From start to end of the material below, restate each line exactly.
====
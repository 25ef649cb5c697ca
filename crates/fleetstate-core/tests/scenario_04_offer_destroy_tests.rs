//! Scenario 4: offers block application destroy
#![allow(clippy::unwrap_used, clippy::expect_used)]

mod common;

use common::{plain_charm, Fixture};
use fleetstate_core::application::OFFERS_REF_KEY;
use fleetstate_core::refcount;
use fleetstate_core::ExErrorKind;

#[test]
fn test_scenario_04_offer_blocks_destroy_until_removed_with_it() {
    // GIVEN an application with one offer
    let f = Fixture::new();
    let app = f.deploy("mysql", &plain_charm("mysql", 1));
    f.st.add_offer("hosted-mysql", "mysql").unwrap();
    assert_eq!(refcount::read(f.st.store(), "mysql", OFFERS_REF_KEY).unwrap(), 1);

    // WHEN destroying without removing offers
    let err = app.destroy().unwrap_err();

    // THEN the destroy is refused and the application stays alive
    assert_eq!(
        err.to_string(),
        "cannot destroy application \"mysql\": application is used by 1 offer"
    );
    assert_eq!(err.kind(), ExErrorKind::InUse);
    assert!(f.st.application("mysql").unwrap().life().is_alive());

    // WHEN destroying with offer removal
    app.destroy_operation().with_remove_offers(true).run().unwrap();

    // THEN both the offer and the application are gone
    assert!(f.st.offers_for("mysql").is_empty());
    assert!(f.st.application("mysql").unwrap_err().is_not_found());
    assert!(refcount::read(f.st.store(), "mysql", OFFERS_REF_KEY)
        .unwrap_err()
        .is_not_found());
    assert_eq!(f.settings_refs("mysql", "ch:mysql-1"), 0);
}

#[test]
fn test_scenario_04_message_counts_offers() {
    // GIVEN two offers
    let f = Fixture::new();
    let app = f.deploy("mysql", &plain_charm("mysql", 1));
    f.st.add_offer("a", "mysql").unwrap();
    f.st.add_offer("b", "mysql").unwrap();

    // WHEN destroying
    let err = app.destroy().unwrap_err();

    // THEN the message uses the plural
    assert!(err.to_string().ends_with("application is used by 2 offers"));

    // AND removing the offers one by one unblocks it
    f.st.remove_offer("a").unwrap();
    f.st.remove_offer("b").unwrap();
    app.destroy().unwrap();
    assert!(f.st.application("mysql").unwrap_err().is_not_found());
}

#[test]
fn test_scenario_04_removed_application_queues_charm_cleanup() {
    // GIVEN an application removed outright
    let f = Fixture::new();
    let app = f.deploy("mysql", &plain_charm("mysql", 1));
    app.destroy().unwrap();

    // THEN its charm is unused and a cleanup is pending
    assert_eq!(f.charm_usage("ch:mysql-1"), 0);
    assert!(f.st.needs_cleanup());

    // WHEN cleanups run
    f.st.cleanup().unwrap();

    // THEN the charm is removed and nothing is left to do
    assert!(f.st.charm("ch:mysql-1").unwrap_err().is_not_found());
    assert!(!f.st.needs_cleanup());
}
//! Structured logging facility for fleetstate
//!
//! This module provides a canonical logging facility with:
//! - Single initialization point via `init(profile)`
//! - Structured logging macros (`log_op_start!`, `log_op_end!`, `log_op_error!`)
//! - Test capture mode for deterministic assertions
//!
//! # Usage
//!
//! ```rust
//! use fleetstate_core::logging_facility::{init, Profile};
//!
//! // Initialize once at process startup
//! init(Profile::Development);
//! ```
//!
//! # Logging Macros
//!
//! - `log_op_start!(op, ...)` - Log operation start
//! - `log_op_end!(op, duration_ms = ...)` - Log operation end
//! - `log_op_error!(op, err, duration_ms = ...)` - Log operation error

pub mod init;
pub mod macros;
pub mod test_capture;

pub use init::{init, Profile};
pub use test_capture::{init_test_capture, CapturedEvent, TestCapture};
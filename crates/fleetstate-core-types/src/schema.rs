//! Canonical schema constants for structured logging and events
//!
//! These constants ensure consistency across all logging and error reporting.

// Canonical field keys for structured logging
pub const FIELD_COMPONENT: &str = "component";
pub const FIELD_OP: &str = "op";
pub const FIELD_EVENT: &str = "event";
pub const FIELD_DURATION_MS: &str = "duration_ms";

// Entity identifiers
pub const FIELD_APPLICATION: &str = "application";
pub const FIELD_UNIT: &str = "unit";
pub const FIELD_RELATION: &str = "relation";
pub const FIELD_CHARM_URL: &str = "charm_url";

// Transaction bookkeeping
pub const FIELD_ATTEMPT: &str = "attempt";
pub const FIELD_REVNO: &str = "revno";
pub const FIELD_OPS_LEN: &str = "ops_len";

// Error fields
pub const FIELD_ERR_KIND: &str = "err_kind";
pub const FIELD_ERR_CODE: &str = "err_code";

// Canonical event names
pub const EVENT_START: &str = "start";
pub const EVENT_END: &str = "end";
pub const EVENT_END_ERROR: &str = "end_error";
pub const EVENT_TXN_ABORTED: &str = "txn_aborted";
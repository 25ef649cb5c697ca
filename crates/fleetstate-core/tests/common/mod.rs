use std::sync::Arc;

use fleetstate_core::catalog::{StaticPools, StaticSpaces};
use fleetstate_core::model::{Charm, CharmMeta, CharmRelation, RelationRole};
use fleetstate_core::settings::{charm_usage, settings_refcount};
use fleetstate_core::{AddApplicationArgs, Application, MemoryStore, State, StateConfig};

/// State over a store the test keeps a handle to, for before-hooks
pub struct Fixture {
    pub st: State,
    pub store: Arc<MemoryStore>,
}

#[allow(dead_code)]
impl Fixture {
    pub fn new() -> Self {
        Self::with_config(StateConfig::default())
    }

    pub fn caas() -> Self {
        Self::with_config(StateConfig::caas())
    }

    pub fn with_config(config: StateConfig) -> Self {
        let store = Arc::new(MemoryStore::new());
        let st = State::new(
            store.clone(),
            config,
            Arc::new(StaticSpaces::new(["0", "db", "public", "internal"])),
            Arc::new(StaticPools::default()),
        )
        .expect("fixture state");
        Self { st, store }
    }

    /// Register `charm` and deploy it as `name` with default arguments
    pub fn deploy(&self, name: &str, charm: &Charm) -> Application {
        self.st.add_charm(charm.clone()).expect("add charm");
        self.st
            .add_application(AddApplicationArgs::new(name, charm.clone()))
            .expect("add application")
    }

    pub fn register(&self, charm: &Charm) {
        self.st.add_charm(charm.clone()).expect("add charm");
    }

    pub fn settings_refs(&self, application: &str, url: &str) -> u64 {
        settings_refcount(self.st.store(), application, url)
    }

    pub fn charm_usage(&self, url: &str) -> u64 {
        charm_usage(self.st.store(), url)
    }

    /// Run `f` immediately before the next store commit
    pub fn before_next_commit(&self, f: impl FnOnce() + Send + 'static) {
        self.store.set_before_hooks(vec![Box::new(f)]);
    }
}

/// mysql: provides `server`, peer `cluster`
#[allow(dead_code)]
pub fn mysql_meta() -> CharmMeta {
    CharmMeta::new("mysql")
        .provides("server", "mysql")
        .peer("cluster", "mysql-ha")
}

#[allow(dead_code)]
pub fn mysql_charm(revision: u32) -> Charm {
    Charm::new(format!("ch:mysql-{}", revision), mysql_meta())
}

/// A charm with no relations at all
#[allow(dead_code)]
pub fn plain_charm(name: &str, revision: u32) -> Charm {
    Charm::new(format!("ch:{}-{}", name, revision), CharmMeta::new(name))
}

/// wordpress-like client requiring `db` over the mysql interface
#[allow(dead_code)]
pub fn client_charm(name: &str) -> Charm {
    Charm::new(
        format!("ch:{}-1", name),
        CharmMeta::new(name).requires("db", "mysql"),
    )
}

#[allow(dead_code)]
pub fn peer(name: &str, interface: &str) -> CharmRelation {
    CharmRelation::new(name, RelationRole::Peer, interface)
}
====
▸ **Result of the task**
repository 25ef649cb5c697ca
filename crates/fleetstate-core/tests/scenario_04_offer_destroy_tests.rs
//! Scenario 4: offers block application destroy
#![allow(clippy::unwrap_used, clippy::expect_used)]

mod common;

use common::{plain_charm, Fixture};
use fleetstate_core::application::OFFERS_REF_KEY;
use fleetstate_core::refcount;
use fleetstate_core::ExErrorKind;

#[test]
fn test_scenario_04_offer_blocks_destroy_until_removed_with_it() {
    // GIVEN an application with one offer
    let f = Fixture::new();
    let app = f.deploy("mysql", &plain_charm("mysql", 1));
    f.st.add_offer("hosted-mysql", "mysql").unwrap();
    assert_eq!(refcount::read(f.st.store(), "mysql", OFFERS_REF_KEY).unwrap(), 1);

    // WHEN destroying without removing offers
    let err = app.destroy().unwrap_err();

    // THEN the destroy is refused and the application stays alive
    assert_eq!(
        err.to_string(),
        "cannot destroy application \"mysql\": application is used by 1 offer"
    );
    assert_eq!(err.kind(), ExErrorKind::InUse);
    assert!(f.st.application("mysql").unwrap().life().is_alive());

    // WHEN destroying with offer removal
    app.destroy_operation().with_remove_offers(true).run().unwrap();

    // THEN both the offer and the application are gone
    assert!(f.st.offers_for("mysql").is_empty());
    assert!(f.st.application("mysql").unwrap_err().is_not_found());
    assert!(refcount::read(f.st.store(), "mysql", OFFERS_REF_KEY)
        .unwrap_err()
        .is_not_found());
    assert_eq!(f.settings_refs("mysql", "ch:mysql-1"), 0);
}

#[test]
fn test_scenario_04_message_counts_offers() {
    // GIVEN two offers
    let f = Fixture::new();
    let app = f.deploy("mysql", &plain_charm("mysql", 1));
    f.st.add_offer("a", "mysql").unwrap();
    f.st.add_offer("b", "mysql").unwrap();

    // WHEN destroying
    let err = app.destroy().unwrap_err();

    // THEN the message uses the plural
    assert!(err.to_string().ends_with("application is used by 2 offers"));

    // AND removing the offers one by one unblocks it
    f.st.remove_offer("a").unwrap();
    f.st.remove_offer("b").unwrap();
    app.destroy().unwrap();
    assert!(f.st.application("mysql").unwrap_err().is_not_found());
}

#[test]
fn test_scenario_04_removed_application_queues_charm_cleanup() {
    // GIVEN an application removed outright
    let f = Fixture::new();
    let app = f.deploy("mysql", &plain_charm("mysql", 1));
    app.destroy().unwrap();

    // THEN its charm is unused and a cleanup is pending
    assert_eq!(f.charm_usage("ch:mysql-1"), 0);
    assert!(f.st.needs_cleanup());

    // WHEN cleanups run
    f.st.cleanup().unwrap();

    // THEN the charm is removed and nothing is left to do
    assert!(f.st.charm("ch:mysql-1").unwrap_err().is_not_found());
    assert!(!f.st.needs_cleanup());
}
//! Structured logging facility for fleetstate
//!
//! This module provides a canonical logging facility with:
//! - Single initialization point via `init(profile)`
//! - Structured logging macros (`log_op_start!`, `log_op_end!`, `log_op_error!`)
//! - Test capture mode for deterministic assertions
//!
//! # Usage
//!
//! ```rust
//! use fleetstate_core::logging_facility::{init, Profile};
//!
//! // Initialize once at process startup
//! init(Profile::Development);
//! ```
//!
//! # Logging Macros
//!
//! - `log_op_start!(op, ...)` - Log operation start
//! - `log_op_end!(op, duration_ms = ...)` - Log operation end
//! - `log_op_error!(op, err, duration_ms = ...)` - Log operation error

pub mod init;
pub mod macros;
pub mod test_capture;

pub use init::{init, Profile};
pub use test_capture::{init_test_capture, CapturedEvent, TestCapture};
filename crates/fleetstate-core-types/src/schema.rs
//! Canonical schema constants for structured logging and events
//!
//! These constants ensure consistency across all logging and error reporting.

// Canonical field keys for structured logging
pub const FIELD_COMPONENT: &str = "component";
pub const FIELD_OP: &str = "op";
pub const FIELD_EVENT: &str = "event";
pub const FIELD_DURATION_MS: &str = "duration_ms";

// Entity identifiers
pub const FIELD_APPLICATION: &str = "application";
pub const FIELD_UNIT: &str = "unit";
pub const FIELD_RELATION: &str = "relation";
pub const FIELD_CHARM_URL: &str = "charm_url";

// Transaction bookkeeping
pub const FIELD_ATTEMPT: &str = "attempt";
pub const FIELD_REVNO: &str = "revno";
pub const FIELD_OPS_LEN: &str = "ops_len";

// Error fields
pub const FIELD_ERR_KIND: &str = "err_kind";
pub const FIELD_ERR_CODE: &str = "err_code";

// Canonical event names
pub const EVENT_START: &str = "start";
pub const EVENT_END: &str = "end";
pub const EVENT_END_ERROR: &str = "end_error";
pub const EVENT_TXN_ABORTED: &str = "txn_aborted";
repository 25ef649cb5c697ca
filename crates/fleetstate-core/tests/common/mod.rs
use std::sync::Arc;

use fleetstate_core::catalog::{StaticPools, StaticSpaces};
use fleetstate_core::model::{Charm, CharmMeta, CharmRelation, RelationRole};
use fleetstate_core::settings::{charm_usage, settings_refcount};
use fleetstate_core::{AddApplicationArgs, Application, MemoryStore, State, StateConfig};

/// State over a store the test keeps a handle to, for before-hooks
pub struct Fixture {
    pub st: State,
    pub store: Arc<MemoryStore>,
}

#[allow(dead_code)]
impl Fixture {
    pub fn new() -> Self {
        Self::with_config(StateConfig::default())
    }

    pub fn caas() -> Self {
        Self::with_config(StateConfig::caas())
    }

    pub fn with_config(config: StateConfig) -> Self {
        let store = Arc::new(MemoryStore::new());
        let st = State::new(
            store.clone(),
            config,
            Arc::new(StaticSpaces::new(["0", "db", "public", "internal"])),
            Arc::new(StaticPools::default()),
        )
        .expect("fixture state");
        Self { st, store }
    }

    /// Register `charm` and deploy it as `name` with default arguments
    pub fn deploy(&self, name: &str, charm: &Charm) -> Application {
        self.st.add_charm(charm.clone()).expect("add charm");
        self.st
            .add_application(AddApplicationArgs::new(name, charm.clone()))
            .expect("add application")
    }

    pub fn register(&self, charm: &Charm) {
        self.st.add_charm(charm.clone()).expect("add charm");
    }

    pub fn settings_refs(&self, application: &str, url: &str) -> u64 {
        settings_refcount(self.st.store(), application, url)
    }

    pub fn charm_usage(&self, url: &str) -> u64 {
        charm_usage(self.st.store(), url)
    }

    /// Run `f` immediately before the next store commit
    pub fn before_next_commit(&self, f: impl FnOnce() + Send + 'static) {
        self.store.set_before_hooks(vec![Box::new(f)]);
    }
}

/// mysql: provides `server`, peer `cluster`
#[allow(dead_code)]
pub fn mysql_meta() -> CharmMeta {
    CharmMeta::new("mysql")
        .provides("server", "mysql")
        .peer("cluster", "mysql-ha")
}

#[allow(dead_code)]
pub fn mysql_charm(revision: u32) -> Charm {
    Charm::new(format!("ch:mysql-{}", revision), mysql_meta())
}

/// A charm with no relations at all
#[allow(dead_code)]
pub fn plain_charm(name: &str, revision: u32) -> Charm {
    Charm::new(format!("ch:{}-{}", name, revision), CharmMeta::new(name))
}

/// wordpress-like client requiring `db` over the mysql interface
#[allow(dead_code)]
pub fn client_charm(name: &str) -> Charm {
    Charm::new(
        format!("ch:{}-1", name),
        CharmMeta::new(name).requires("db", "mysql"),
    )
}

#[allow(dead_code)]
pub fn peer(name: &str, interface: &str) -> CharmRelation {
    CharmRelation::new(name, RelationRole::Peer, interface)
}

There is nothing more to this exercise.